* [Your objective]:
Going through the listing below, tally the lines that contain the word "crates" and give only that figure.

..............................

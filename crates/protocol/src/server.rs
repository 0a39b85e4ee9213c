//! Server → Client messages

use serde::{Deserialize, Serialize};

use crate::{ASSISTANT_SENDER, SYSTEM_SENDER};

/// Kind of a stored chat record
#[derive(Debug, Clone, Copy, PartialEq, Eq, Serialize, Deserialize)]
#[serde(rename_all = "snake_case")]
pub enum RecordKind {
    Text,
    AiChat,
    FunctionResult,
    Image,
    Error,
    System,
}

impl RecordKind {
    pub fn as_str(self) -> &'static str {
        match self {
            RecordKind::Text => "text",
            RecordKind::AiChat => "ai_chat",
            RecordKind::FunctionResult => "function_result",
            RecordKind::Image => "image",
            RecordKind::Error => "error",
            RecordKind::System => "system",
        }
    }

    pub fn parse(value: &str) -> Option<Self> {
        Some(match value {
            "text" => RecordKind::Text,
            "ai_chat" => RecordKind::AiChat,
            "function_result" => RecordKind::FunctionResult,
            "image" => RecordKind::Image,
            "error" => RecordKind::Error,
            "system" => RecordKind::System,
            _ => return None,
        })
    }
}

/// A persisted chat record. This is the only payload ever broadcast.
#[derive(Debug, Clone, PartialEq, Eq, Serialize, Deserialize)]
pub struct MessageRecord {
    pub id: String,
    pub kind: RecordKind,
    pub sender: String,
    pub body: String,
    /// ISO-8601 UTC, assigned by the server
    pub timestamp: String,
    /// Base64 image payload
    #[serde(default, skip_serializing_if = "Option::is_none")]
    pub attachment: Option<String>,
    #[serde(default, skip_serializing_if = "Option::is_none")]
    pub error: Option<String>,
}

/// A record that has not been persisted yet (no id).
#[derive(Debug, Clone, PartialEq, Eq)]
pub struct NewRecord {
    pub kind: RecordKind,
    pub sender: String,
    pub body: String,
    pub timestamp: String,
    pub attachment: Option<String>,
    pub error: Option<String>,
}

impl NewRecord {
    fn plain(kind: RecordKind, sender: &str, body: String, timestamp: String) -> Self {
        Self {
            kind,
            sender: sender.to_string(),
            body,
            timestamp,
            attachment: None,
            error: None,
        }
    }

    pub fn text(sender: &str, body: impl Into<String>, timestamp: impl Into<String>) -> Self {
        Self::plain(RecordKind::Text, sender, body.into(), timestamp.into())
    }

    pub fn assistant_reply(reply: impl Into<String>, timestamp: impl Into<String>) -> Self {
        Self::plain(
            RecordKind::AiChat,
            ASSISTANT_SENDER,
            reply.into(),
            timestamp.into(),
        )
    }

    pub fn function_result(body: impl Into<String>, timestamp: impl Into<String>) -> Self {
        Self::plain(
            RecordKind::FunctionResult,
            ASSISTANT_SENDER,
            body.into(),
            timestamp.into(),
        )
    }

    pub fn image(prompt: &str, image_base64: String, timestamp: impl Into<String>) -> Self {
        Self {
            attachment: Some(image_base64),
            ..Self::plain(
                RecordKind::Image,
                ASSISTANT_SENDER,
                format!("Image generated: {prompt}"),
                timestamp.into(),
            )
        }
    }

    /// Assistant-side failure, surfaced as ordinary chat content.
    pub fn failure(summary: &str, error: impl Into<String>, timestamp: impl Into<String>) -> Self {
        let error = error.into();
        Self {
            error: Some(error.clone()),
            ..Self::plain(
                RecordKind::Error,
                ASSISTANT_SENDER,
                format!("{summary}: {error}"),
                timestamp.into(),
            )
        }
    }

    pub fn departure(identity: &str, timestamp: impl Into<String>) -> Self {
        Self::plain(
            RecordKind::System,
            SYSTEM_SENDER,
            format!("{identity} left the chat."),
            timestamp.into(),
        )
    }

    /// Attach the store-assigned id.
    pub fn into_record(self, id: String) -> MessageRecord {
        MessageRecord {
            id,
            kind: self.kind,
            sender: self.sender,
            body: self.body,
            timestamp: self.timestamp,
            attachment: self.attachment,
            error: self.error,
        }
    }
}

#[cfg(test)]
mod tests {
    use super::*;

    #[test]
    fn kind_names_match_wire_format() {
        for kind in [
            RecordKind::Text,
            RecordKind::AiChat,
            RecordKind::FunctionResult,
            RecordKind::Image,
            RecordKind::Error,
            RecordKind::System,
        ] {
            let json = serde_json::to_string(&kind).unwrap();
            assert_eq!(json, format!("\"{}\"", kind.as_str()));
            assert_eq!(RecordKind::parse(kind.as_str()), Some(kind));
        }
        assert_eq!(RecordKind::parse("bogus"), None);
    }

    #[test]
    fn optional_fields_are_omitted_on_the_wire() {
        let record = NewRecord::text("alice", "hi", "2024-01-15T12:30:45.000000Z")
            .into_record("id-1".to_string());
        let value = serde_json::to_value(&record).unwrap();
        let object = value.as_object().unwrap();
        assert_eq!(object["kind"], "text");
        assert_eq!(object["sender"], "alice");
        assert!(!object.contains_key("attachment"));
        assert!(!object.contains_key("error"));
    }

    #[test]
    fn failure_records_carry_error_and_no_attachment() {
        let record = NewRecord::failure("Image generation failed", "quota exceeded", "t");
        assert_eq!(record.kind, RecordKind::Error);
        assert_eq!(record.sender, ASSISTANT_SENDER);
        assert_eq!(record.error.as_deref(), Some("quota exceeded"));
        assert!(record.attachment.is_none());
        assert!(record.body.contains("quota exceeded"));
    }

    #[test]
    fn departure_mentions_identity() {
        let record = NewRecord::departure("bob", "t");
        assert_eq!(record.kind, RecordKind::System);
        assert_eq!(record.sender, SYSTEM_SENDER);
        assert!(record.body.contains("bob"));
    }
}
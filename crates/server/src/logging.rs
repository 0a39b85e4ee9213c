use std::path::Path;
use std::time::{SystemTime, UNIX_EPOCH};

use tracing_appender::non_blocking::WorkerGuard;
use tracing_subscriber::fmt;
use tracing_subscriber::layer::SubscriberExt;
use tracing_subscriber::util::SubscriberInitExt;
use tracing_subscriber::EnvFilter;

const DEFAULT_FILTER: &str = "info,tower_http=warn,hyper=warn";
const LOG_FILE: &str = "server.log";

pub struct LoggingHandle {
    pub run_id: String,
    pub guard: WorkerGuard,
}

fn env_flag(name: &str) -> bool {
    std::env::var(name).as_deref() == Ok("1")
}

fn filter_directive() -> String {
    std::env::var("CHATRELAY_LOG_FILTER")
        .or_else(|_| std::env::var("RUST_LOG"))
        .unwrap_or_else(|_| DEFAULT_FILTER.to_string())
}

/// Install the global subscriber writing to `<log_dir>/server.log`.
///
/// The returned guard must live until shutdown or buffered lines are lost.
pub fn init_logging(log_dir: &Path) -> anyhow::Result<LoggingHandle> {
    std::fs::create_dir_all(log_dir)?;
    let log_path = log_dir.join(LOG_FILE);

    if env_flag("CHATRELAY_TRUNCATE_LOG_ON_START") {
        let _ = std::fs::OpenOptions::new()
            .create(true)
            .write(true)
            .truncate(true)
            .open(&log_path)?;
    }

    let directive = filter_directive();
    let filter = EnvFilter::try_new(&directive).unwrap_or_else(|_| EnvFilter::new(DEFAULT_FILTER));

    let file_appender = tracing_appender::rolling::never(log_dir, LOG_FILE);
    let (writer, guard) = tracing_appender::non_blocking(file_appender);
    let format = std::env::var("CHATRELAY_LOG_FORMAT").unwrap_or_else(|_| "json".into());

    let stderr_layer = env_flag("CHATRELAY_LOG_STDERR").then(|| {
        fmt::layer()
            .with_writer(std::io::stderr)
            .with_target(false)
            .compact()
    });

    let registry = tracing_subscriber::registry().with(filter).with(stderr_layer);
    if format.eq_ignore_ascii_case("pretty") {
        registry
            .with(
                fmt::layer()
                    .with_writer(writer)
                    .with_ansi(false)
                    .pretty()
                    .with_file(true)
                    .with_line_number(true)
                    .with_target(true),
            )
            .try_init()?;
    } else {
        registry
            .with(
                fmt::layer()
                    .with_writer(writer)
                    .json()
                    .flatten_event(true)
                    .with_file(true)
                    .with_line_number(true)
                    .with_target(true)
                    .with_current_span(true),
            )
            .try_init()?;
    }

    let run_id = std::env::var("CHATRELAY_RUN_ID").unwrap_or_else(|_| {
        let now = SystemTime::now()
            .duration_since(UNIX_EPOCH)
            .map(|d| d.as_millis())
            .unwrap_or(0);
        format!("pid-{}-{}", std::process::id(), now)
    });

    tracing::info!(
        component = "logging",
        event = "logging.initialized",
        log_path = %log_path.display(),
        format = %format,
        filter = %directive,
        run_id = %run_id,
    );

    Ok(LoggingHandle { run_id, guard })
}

..............................

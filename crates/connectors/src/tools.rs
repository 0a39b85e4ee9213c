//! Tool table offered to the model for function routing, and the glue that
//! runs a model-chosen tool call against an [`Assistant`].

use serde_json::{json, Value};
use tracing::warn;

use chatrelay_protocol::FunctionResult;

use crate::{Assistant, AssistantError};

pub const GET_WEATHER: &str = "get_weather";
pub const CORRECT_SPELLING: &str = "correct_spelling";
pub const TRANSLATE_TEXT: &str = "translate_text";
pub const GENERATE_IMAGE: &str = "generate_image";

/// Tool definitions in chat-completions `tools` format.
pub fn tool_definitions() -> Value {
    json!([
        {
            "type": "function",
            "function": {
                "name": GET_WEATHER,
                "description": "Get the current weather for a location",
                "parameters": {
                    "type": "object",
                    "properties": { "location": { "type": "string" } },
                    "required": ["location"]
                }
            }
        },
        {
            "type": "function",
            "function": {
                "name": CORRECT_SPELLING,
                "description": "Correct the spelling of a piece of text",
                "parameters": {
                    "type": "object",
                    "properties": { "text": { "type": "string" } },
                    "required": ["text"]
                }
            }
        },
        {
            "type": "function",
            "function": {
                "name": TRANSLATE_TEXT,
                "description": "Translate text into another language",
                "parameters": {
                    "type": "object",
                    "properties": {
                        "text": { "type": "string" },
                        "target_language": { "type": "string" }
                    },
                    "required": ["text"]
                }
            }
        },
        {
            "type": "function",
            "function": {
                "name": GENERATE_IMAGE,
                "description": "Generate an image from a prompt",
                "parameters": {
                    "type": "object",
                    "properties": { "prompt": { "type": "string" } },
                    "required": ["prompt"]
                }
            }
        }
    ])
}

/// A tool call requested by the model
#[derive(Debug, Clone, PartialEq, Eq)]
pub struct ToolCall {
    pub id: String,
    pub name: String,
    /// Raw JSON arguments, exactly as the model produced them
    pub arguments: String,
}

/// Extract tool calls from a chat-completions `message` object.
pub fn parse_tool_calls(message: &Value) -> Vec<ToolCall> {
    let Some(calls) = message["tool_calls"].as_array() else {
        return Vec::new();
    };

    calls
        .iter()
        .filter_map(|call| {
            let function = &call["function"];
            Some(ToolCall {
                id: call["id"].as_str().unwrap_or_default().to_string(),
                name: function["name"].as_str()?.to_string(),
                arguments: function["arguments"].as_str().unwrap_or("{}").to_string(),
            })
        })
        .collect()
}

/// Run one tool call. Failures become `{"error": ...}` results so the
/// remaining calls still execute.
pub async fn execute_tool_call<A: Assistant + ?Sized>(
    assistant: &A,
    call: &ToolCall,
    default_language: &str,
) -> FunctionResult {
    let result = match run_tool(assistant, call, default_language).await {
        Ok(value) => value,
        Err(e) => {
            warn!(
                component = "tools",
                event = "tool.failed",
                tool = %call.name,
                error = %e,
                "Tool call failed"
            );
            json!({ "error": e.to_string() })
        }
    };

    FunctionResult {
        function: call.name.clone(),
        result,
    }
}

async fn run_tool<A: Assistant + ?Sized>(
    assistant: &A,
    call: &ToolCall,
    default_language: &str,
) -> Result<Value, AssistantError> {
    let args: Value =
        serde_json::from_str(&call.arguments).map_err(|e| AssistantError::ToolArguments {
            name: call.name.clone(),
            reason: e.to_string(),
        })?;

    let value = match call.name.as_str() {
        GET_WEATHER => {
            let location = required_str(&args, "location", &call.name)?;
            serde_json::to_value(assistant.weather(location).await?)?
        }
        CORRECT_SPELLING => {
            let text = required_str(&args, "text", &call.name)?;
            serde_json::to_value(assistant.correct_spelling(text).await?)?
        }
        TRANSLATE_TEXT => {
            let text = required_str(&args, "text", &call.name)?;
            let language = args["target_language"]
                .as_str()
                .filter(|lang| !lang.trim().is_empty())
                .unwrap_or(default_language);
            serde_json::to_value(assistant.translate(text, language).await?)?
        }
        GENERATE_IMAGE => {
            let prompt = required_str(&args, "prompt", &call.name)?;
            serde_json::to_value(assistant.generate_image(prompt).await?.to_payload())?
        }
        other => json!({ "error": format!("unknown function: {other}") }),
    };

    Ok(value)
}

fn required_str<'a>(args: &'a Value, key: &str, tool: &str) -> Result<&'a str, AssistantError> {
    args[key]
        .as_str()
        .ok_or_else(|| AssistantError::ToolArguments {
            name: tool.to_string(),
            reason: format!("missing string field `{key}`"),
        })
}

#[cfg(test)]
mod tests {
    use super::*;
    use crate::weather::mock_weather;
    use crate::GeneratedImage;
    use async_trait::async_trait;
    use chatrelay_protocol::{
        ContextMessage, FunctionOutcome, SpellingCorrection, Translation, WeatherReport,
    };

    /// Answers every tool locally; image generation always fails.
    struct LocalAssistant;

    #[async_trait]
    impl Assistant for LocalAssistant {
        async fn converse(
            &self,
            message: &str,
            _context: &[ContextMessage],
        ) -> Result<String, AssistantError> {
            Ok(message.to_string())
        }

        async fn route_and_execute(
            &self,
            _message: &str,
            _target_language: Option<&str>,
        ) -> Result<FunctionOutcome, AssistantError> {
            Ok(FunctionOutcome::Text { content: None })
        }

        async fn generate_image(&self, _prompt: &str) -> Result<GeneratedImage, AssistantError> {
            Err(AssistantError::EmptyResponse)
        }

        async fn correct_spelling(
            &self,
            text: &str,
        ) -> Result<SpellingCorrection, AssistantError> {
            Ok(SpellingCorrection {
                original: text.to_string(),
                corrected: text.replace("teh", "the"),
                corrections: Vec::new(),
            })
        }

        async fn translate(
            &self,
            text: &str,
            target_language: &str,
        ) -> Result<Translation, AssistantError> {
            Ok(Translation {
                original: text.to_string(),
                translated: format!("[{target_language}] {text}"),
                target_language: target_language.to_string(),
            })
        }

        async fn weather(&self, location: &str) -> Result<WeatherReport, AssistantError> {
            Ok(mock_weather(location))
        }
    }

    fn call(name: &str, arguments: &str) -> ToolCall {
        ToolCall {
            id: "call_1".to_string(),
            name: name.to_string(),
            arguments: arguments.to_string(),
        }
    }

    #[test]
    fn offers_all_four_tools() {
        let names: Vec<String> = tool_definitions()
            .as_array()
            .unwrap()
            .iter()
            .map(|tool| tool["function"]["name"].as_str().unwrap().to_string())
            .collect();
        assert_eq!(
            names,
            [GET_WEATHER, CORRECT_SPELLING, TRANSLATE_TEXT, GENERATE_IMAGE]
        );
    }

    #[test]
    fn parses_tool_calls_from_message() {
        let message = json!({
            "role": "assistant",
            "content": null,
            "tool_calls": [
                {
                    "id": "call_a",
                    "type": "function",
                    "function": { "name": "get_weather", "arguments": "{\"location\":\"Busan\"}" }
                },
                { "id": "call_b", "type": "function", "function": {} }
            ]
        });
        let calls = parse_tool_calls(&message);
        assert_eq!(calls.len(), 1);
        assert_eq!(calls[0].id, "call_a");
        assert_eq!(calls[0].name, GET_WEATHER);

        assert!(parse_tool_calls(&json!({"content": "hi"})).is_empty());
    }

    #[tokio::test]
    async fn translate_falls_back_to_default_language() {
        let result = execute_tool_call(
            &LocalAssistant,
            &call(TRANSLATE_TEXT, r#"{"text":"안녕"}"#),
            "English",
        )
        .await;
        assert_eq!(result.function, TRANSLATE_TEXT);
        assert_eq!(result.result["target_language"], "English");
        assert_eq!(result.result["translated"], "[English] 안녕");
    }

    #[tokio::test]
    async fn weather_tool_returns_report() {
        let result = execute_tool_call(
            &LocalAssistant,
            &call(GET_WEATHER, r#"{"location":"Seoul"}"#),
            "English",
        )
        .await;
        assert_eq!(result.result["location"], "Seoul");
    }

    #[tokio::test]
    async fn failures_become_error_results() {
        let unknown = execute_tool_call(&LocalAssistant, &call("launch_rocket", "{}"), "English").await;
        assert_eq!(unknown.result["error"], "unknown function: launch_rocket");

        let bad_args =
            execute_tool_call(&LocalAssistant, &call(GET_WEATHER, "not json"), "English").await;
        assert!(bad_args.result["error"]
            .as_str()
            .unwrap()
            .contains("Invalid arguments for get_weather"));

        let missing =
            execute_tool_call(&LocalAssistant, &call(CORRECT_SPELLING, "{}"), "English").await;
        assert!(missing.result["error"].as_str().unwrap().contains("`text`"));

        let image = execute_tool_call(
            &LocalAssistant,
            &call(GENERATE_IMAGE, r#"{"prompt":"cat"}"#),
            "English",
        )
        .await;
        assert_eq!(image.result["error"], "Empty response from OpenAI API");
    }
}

..............................

* [The completed task]:
3